• DATA SUPPLIED:
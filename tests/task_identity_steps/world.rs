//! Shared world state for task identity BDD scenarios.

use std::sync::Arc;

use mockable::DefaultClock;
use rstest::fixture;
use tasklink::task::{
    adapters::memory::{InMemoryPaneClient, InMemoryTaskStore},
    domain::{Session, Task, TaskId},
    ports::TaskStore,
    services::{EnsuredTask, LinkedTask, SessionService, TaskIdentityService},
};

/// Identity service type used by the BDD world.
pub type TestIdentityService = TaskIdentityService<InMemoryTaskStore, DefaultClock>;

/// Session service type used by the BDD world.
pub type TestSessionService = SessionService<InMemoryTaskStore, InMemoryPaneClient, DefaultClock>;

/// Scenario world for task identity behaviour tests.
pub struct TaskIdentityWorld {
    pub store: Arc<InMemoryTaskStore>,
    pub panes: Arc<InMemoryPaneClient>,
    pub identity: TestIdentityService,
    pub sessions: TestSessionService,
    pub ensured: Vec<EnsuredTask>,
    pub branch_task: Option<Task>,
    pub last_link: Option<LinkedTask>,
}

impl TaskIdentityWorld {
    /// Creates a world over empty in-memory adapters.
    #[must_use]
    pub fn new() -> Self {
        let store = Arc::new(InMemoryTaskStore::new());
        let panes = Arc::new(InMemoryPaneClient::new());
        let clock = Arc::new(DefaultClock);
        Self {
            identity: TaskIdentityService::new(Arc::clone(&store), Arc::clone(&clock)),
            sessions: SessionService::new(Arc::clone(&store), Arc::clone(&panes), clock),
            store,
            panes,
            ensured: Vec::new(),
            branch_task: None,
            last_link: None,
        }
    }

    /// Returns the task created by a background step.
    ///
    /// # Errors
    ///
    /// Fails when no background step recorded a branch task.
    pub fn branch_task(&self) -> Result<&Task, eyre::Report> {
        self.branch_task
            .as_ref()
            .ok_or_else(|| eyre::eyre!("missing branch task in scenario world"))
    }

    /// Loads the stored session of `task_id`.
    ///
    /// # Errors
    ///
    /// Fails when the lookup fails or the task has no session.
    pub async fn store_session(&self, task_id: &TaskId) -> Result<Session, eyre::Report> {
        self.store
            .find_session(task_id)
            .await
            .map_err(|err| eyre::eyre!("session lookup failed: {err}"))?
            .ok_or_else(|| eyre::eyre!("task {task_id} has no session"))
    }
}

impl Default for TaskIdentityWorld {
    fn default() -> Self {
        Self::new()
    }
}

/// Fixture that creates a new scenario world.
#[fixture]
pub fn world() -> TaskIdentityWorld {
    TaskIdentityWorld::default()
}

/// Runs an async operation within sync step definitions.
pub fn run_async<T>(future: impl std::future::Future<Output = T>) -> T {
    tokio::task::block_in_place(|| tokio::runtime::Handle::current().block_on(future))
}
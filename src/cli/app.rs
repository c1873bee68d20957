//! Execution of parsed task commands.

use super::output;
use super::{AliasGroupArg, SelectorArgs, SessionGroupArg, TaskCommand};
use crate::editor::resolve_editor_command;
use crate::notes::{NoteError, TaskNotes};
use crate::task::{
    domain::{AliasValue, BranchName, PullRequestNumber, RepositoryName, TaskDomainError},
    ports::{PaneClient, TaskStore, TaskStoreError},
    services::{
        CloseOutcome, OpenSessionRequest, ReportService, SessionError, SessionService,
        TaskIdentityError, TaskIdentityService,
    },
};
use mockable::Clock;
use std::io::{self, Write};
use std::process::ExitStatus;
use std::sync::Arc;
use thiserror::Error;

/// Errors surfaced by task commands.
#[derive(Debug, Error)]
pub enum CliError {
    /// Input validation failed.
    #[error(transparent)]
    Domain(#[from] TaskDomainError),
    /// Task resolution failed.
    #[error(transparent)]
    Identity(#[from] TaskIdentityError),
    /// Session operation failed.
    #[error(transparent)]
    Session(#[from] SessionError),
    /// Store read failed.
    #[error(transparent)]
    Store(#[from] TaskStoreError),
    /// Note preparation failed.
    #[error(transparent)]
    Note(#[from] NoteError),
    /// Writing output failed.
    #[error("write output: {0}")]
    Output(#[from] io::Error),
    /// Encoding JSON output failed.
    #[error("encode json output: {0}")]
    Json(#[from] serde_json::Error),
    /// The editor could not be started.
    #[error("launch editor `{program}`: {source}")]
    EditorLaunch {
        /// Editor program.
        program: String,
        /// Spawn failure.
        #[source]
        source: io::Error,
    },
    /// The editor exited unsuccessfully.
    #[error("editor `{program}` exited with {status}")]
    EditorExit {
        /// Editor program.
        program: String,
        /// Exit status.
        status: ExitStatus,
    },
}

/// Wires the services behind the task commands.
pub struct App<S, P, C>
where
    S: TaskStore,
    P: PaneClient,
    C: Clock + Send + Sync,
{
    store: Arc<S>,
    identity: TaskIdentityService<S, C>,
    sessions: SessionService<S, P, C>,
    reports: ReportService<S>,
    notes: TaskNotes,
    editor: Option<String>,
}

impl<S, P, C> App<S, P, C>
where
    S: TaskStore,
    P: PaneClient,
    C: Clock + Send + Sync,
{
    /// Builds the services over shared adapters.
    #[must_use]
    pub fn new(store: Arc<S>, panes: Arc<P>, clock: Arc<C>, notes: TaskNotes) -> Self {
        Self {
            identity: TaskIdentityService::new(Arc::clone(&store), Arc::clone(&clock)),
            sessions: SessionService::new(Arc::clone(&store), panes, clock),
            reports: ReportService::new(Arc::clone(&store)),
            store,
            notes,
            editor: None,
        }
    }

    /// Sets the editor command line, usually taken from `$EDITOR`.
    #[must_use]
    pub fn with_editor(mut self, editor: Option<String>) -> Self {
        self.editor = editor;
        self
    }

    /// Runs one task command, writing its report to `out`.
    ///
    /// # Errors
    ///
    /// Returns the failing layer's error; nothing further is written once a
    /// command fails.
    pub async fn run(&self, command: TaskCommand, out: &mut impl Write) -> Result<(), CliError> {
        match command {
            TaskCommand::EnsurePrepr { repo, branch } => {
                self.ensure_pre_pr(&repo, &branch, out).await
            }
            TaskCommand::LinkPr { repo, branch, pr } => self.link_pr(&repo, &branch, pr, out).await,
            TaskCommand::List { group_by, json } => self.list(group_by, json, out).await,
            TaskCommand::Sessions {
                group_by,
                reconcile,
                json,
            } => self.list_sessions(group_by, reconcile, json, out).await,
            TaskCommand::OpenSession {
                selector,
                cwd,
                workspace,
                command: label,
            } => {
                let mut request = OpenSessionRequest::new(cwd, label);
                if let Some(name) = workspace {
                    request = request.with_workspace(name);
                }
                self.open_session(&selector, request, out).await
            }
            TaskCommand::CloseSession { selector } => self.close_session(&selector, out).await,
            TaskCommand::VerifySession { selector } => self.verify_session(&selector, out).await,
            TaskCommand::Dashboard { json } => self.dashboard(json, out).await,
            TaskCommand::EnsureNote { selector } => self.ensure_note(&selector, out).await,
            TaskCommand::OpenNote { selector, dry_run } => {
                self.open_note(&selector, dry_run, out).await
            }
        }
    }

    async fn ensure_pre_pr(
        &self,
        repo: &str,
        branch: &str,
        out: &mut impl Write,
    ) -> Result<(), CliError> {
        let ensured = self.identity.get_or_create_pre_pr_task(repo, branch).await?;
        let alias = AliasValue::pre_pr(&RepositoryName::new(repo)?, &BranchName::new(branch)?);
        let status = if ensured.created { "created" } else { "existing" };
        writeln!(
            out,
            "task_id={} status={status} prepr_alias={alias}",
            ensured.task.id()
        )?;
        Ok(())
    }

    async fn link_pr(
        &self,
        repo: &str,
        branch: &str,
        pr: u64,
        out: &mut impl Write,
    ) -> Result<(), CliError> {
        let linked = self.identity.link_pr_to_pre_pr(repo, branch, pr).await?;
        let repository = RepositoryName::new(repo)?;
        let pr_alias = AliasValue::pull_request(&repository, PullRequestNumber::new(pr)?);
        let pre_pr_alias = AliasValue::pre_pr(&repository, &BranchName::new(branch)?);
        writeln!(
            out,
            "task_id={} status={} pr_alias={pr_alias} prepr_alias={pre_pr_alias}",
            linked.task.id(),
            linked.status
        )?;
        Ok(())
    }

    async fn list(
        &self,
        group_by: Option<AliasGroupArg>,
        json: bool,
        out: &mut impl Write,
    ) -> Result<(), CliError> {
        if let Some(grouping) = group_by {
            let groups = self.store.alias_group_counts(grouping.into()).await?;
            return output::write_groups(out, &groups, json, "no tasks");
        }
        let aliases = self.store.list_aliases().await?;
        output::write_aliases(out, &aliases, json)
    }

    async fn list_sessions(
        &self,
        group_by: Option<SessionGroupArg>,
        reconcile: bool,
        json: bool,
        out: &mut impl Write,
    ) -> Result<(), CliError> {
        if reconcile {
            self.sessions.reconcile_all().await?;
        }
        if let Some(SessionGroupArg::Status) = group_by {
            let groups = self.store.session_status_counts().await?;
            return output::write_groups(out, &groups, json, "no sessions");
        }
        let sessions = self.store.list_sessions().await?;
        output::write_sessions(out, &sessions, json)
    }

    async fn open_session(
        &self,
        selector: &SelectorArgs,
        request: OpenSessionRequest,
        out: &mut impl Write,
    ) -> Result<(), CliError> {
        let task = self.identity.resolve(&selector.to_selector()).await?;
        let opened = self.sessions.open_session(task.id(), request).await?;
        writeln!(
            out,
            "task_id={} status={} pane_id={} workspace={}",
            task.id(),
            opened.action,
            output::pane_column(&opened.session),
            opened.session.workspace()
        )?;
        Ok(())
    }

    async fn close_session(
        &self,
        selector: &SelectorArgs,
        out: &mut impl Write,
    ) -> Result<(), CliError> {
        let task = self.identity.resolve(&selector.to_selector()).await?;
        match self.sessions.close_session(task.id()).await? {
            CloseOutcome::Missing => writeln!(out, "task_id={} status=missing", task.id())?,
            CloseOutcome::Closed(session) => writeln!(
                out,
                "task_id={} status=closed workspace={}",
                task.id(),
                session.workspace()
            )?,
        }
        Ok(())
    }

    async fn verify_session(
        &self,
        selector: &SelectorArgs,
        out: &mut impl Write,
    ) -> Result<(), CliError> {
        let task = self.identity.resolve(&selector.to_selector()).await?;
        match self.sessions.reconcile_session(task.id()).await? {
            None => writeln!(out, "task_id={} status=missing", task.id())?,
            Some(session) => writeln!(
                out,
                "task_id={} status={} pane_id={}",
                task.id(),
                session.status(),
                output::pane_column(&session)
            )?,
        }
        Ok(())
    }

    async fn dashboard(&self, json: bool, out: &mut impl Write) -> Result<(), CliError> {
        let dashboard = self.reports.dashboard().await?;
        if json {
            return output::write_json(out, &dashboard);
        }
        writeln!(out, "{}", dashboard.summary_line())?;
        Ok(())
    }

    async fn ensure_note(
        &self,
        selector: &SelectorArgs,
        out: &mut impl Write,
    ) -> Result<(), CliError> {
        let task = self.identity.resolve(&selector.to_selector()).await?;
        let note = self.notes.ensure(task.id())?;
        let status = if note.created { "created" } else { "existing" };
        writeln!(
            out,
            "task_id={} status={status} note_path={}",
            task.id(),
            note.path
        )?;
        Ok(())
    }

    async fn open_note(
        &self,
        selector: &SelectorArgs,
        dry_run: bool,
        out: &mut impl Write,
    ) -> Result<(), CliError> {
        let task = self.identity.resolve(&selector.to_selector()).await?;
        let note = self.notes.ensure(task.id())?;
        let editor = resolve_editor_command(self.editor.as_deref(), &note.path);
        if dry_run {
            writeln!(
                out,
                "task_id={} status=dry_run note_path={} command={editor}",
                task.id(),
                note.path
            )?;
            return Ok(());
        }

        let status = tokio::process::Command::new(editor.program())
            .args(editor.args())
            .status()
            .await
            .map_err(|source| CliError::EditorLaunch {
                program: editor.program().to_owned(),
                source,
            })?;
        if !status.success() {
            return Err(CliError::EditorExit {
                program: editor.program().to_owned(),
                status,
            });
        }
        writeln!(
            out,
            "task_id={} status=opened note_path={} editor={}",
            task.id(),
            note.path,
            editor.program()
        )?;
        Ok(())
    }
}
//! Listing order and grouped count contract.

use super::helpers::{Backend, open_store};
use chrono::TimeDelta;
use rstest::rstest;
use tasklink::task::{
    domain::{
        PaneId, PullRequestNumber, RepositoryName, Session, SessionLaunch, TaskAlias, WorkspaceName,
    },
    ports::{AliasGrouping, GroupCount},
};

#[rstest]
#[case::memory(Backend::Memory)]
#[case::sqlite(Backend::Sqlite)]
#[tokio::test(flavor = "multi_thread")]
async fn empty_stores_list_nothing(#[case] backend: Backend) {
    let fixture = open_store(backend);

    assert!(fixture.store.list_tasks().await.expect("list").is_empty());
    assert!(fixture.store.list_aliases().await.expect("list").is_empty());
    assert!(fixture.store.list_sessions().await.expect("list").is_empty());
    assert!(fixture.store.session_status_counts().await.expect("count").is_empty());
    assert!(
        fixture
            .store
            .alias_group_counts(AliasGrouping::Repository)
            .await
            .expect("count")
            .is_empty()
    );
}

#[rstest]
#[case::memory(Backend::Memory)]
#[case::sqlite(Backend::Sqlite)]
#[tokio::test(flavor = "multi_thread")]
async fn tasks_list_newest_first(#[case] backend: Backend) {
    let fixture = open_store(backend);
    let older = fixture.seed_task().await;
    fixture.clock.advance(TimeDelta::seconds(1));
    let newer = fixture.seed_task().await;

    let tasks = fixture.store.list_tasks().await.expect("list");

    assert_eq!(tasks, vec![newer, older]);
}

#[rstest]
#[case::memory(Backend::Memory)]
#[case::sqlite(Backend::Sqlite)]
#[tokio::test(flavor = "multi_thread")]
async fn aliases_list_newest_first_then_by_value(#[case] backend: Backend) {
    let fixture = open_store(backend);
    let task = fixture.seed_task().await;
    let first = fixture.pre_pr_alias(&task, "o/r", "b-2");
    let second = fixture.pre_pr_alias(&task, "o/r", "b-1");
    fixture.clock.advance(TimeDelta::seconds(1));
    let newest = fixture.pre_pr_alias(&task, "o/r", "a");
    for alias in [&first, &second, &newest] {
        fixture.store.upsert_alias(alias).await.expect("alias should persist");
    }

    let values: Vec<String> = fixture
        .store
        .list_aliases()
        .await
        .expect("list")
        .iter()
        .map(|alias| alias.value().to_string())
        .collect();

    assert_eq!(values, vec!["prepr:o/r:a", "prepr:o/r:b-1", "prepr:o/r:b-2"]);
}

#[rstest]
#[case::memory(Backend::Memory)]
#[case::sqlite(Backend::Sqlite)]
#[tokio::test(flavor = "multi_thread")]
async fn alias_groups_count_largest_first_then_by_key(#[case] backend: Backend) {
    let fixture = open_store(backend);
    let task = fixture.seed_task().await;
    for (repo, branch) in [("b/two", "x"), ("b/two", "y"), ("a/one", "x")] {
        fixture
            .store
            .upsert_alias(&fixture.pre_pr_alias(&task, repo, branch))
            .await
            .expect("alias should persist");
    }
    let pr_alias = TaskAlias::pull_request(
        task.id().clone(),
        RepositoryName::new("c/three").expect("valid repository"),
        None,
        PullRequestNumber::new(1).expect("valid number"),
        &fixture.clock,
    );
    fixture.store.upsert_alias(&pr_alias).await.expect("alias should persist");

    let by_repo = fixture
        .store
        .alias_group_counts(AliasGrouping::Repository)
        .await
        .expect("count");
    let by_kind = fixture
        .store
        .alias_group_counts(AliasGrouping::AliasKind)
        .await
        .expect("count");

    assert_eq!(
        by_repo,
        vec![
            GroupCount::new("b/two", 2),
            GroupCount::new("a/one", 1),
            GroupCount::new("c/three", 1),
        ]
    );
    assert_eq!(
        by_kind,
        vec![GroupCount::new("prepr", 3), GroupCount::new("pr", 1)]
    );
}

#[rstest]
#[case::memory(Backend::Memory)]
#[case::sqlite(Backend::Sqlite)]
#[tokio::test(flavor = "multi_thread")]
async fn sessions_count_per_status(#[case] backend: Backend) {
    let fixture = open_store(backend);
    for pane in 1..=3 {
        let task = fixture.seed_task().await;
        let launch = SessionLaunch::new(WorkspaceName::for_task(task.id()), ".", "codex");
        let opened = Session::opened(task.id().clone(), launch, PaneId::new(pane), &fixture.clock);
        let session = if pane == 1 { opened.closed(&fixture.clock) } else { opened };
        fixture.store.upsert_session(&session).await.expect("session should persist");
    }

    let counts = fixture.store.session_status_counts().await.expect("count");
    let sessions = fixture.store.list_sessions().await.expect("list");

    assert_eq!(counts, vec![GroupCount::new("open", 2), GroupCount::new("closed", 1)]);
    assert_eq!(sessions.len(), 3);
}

• TASK GOAL:
Only the lines above starting at the line that holds "linked.status" and ending at the line that holds "if let Some(grouping)" are to be repeated, exactly and in full.

• FINAL ANSWER:
            linked.status
        )?;
        Ok(())
    }

    async fn list(
        &self,
        group_by: Option<AliasGroupArg>,
        json: bool,
        out: &mut impl Write,
    ) -> Result<(), CliError> {
        if let Some(grouping) = group_by {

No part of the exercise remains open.